Data under study -

╭──

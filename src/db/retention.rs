use std::sync::Arc;

use chrono::Duration;
use rusqlite::params;
use tokio_rusqlite::Connection;

use crate::clock::Clock;
use crate::error::Result;
use crate::models::Source;

use super::repository::{fmt_ts, Repository};

/// Age-based and scoped deletion of stored items.
#[derive(Clone)]
pub struct RetentionManager {
    conn: Connection,
    clock: Arc<dyn Clock>,
}

impl RetentionManager {
    pub fn new(repo: &Repository, clock: Arc<dyn Clock>) -> Self {
        Self {
            conn: repo.conn.clone(),
            clock,
        }
    }

    /// Deletes every item fetched more than `max_age` ago.
    pub async fn purge_older_than(&self, max_age: Duration) -> Result<usize> {
        let cutoff = fmt_ts(self.clock.now() - max_age);
        let deleted = self
            .conn
            .call(move |conn| {
                let deleted =
                    conn.execute("DELETE FROM feed_items WHERE fetched_at < ?1", params![cutoff])?;
                Ok(deleted)
            })
            .await?;
        tracing::info!(deleted, max_age_hours = max_age.num_hours(), "Purged aged items");
        Ok(deleted)
    }

    /// Deletes one source's items across all of an owner's categories.
    pub async fn purge_by_source_for_owner(&self, owner_id: i64, source: Source) -> Result<usize> {
        let deleted = self
            .conn
            .call(move |conn| {
                let deleted = conn.execute(
                    r#"DELETE FROM feed_items
                       WHERE source = ?1
                         AND category_id IN (SELECT id FROM categories WHERE owner_id = ?2)"#,
                    params![source.as_str(), owner_id],
                )?;
                Ok(deleted)
            })
            .await?;
        tracing::debug!(owner_id, source = %source, deleted, "Purged owner items");
        Ok(deleted)
    }

    /// Deletes one source's items for one category. Rows written by other
    /// sources are never touched.
    pub async fn purge_by_category(&self, source: Source, category_id: i64) -> Result<usize> {
        let deleted = self
            .conn
            .call(move |conn| Ok(delete_source_rows(conn, source, category_id)?))
            .await?;
        tracing::debug!(category_id, source = %source, deleted, "Purged category items");
        Ok(deleted)
    }

    /// Drops cache entries that have already expired. Reads treat them as
    /// misses either way; this only reclaims space.
    pub async fn purge_expired_cache(&self) -> Result<usize> {
        let now = fmt_ts(self.clock.now());
        let deleted = self
            .conn
            .call(move |conn| {
                let deleted =
                    conn.execute("DELETE FROM content_cache WHERE expires_at <= ?1", params![now])?;
                Ok(deleted)
            })
            .await?;
        Ok(deleted)
    }

    /// Drops task records that finished more than `max_age` ago. Pending and
    /// running tasks are kept whatever their age.
    pub async fn purge_finished_tasks(&self, max_age: Duration) -> Result<usize> {
        let cutoff = fmt_ts(self.clock.now() - max_age);
        let deleted = self
            .conn
            .call(move |conn| {
                let deleted = conn.execute(
                    "DELETE FROM tasks WHERE status IN ('succeeded', 'failed') AND updated_at < ?1",
                    params![cutoff],
                )?;
                Ok(deleted)
            })
            .await?;
        tracing::debug!(deleted, "Purged finished tasks");
        Ok(deleted)
    }
}

pub(super) fn delete_source_rows(
    conn: &rusqlite::Connection,
    source: Source,
    category_id: i64,
) -> rusqlite::Result<usize> {
    conn.execute(
        "DELETE FROM feed_items WHERE source = ?1 AND category_id = ?2",
        params![source.as_str(), category_id],
    )
}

╰──

Assignment - Scan the material above for the string "usize" and copy every line that has it.

Response to the task -
    pub async fn purge_older_than(&self, max_age: Duration) -> Result<usize> {
    pub async fn purge_by_source_for_owner(&self, owner_id: i64, source: Source) -> Result<usize> {
    pub async fn purge_by_category(&self, source: Source, category_id: i64) -> Result<usize> {
    pub async fn purge_expired_cache(&self) -> Result<usize> {
    pub async fn purge_finished_tasks(&self, max_age: Duration) -> Result<usize> {
) -> rusqlite::Result<usize> {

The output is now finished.